Nato a Milano nel 1925, si è laureato in medicina e chirurgia. Ha lavorato all’Istituto dei Tumori nel capoluogo lombardo, diventando poi il Direttore Generale. Veronesi ha rivoluzionato il mondo della ricerca contro il cancro con l’Istituto Oncologico Italiano, inaugurato nel 1991, divenendo un esempio per la cura e la prevenzione a livello internazionale.

Ha messo a punto una tecnica rivoluzionaria: la quadrantectomia, per combattere il tumore alla mammella. Un intervento a impatto estetico meno invasivo, ma tanto efficace come la mastectomia, ovvero l’asportazione chirurgica.

Non fu solo quello a farne un uomo di ricerca apprezzato in tutto il mondo, piuttosto la visione “politica” della malattia, pensiero che nessuno in Italia ha mai avuto quanto lui. Il suo slogan è stato: “Si cura meglio dove si fa ricerca”.
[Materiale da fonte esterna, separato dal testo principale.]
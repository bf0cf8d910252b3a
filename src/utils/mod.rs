//! Numerical helpers shared by the tensor generators and filters
//!
//! - Gradient and Hessian operators (numpy.gradient conventions)
//! - Eigenvalues of symmetric 3x3 tensor fields (closed form and exact sparse)

pub mod gradient;
pub mod eigen;

pub use gradient::*;
pub use eigen::*;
Si è battuto per la creazione degli Irrcs, ossia gli istituti di ricovero e cura a carattere scientifico. Veronesi ha sempre guardato al futuro con positività: “Oggi bisogna ragionare globalmente. La ricerca è internazionale”. La medicina come strumento di crescita collettiva e di progresso.

Difensore dei diritti degli animali, sostenitore del testamento biologico nonché dell’eutanasia, nel 2003 ha creato la fondazione Veronesi per sostenere la ricerca e la divulgazione scientifica. È stato anche ministro della Sanità durante il governo Amato, dal 2000 al 2001, e senatore dal 2008 al 2011. Ha ricevuto tredici lauree honoris causa, nazionali e internazionali.
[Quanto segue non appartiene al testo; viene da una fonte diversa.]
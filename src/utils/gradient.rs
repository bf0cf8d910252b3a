//! Finite difference derivatives
//!
//! Central differences in the interior and one-sided first-order differences at
//! the borders, matching numpy.gradient with unit spacing. Used to form the
//! Hessian of the bi-Gaussian smoothed image.

use crate::fft::idx3d;
use crate::tensor::TensorField;

/// Gradient along one axis (0 = x, 1 = y, 2 = z)
///
/// An axis of length 1 has no neighbours and yields a zero derivative.
pub fn gradient_3d(data: &[f64], nx: usize, ny: usize, nz: usize, axis: usize) -> Vec<f64> {
    let n_total = nx * ny * nz;
    let mut grad = vec![0.0f64; n_total];

    let (n, stride) = match axis {
        0 => (nx, 1),
        1 => (ny, nx),
        _ => (nz, nx * ny),
    };
    if n < 2 {
        return grad;
    }

    for k in 0..nz {
        for j in 0..ny {
            for i in 0..nx {
                let idx = idx3d(i, j, k, nx, ny);
                let pos = match axis {
                    0 => i,
                    1 => j,
                    _ => k,
                };

                grad[idx] = if pos == 0 {
                    // Forward difference at the leading edge
                    data[idx + stride] - data[idx]
                } else if pos == n - 1 {
                    // Backward difference at the trailing edge
                    data[idx] - data[idx - stride]
                } else {
                    (data[idx + stride] - data[idx - stride]) / 2.0
                };
            }
        }
    }

    grad
}

/// Hessian of a volume as a gradient-of-gradient tensor field
///
/// f11 = d/dx(dx), f12 = d/dy(dx), f13 = d/dz(dx),
/// f22 = d/dy(dy), f23 = d/dz(dy), f33 = d/dz(dz).
pub fn hessian3(data: &[f64], nx: usize, ny: usize, nz: usize) -> TensorField {
    let dx = gradient_3d(data, nx, ny, nz, 0);
    let f11 = gradient_3d(&dx, nx, ny, nz, 0);
    let f12 = gradient_3d(&dx, nx, ny, nz, 1);
    let f13 = gradient_3d(&dx, nx, ny, nz, 2);
    drop(dx);

    let dy = gradient_3d(data, nx, ny, nz, 1);
    let f22 = gradient_3d(&dy, nx, ny, nz, 1);
    let f23 = gradient_3d(&dy, nx, ny, nz, 2);
    drop(dy);

    let dz = gradient_3d(data, nx, ny, nz, 2);
    let f33 = gradient_3d(&dz, nx, ny, nz, 2);

    TensorField { f11, f12, f13, f22, f23, f33, nx, ny, nz }
}
//! Optimally Oriented Flux response
//!
//! The feature is the OOF tensor eigenvalue of largest magnitude, with no
//! anisotropy gating.

use log::info;

use crate::error::OofError;
use crate::filters::{accumulate_response, extremes_by_magnitude, ResponseVolume, DEFAULT_RADII};
use crate::tensor::{oof_tensor, validate_radii};

/// Parameters for the OOF response
#[derive(Clone, Debug)]
pub struct OofParams {
    /// Ball radii, processed in order
    pub radii: Vec<f64>,
    /// Invert one tensor component at a time (default true)
    pub memory_save: bool,
    /// Gaussian smoothing width of the kernel (default 1.0)
    pub sigma: f64,
    /// Exponent of the radius normalisation, 0 disables it (default 1)
    pub ntype: i32,
}

impl Default for OofParams {
    fn default() -> Self {
        Self {
            radii: DEFAULT_RADII.to_vec(),
            memory_save: true,
            sigma: 1.0,
            ntype: 1,
        }
    }
}

impl OofParams {
    pub fn validate(&self) -> Result<(), OofError> {
        validate_radii(&self.radii)?;
        if !(self.sigma.is_finite() && self.sigma > 0.0) {
            return Err(OofError::InvalidParameter(format!(
                "sigma must be positive and finite, got {}",
                self.sigma
            )));
        }
        if self.ntype != 0 {
            let sigma = self.sigma;
            if let Some(&r) = self.radii.iter().find(|&&r| 2.0 * r * sigma - sigma * sigma <= 0.0) {
                return Err(OofError::InvalidParameter(format!(
                    "radius {} too small for normalisation with sigma {}",
                    r, sigma
                )));
            }
        }
        Ok(())
    }
}

/// Largest-magnitude eigenvalue
#[inline]
pub fn oof_feature(e1: f64, e2: f64, e3: f64) -> f64 {
    extremes_by_magnitude(e1, e2, e3).0
}

/// OOF response over all radii
///
/// # Arguments
/// * `image` - Input volume (nx * ny * nz), Fortran order
/// * `nx`, `ny`, `nz` - Volume dimensions
/// * `params` - Radii, memory mode and kernel settings
pub fn oof_response(
    image: &[f64],
    nx: usize, ny: usize, nz: usize,
    params: &OofParams,
) -> Result<ResponseVolume, OofError> {
    oof_response_with_progress(image, nx, ny, nz, params, |_, _| {})
}

/// OOF response with progress reporting
///
/// `progress_callback(done, total)` is called with `(0, total)` before the
/// first radius and `(i + 1, total)` after radius `i`.
pub fn oof_response_with_progress<F>(
    image: &[f64],
    nx: usize, ny: usize, nz: usize,
    params: &OofParams,
    progress_callback: F,
) -> Result<ResponseVolume, OofError>
where
    F: FnMut(usize, usize),
{
    params.validate()?;
    info!(
        "OOF response: {}x{}x{}, {} radii, memory_save={}",
        nx, ny, nz, params.radii.len(), params.memory_save
    );

    let fields = oof_tensor(
        image, nx, ny, nz,
        &params.radii, params.memory_save, params.sigma, params.ntype,
    )?;
    let result = accumulate_response(fields, nx, ny, nz, &params.radii, oof_feature, progress_callback)?;

    info!("OOF response complete");
    Ok(result)
}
Da alcune settimane le sue condizioni di salute si erano progressivamente aggravate, circostanze che non hanno scalfito la sua forte personalità. Quando gli chiesero cosa lo spingesse a continuare nell’impegno della sua ricerca rispose: “Credo che il patrimonio d’idee che lasciamo quando il nostro corpo non ha più vita sia immortale. Non mi spaventa la fine, mi spaventa fare una brutta fine”.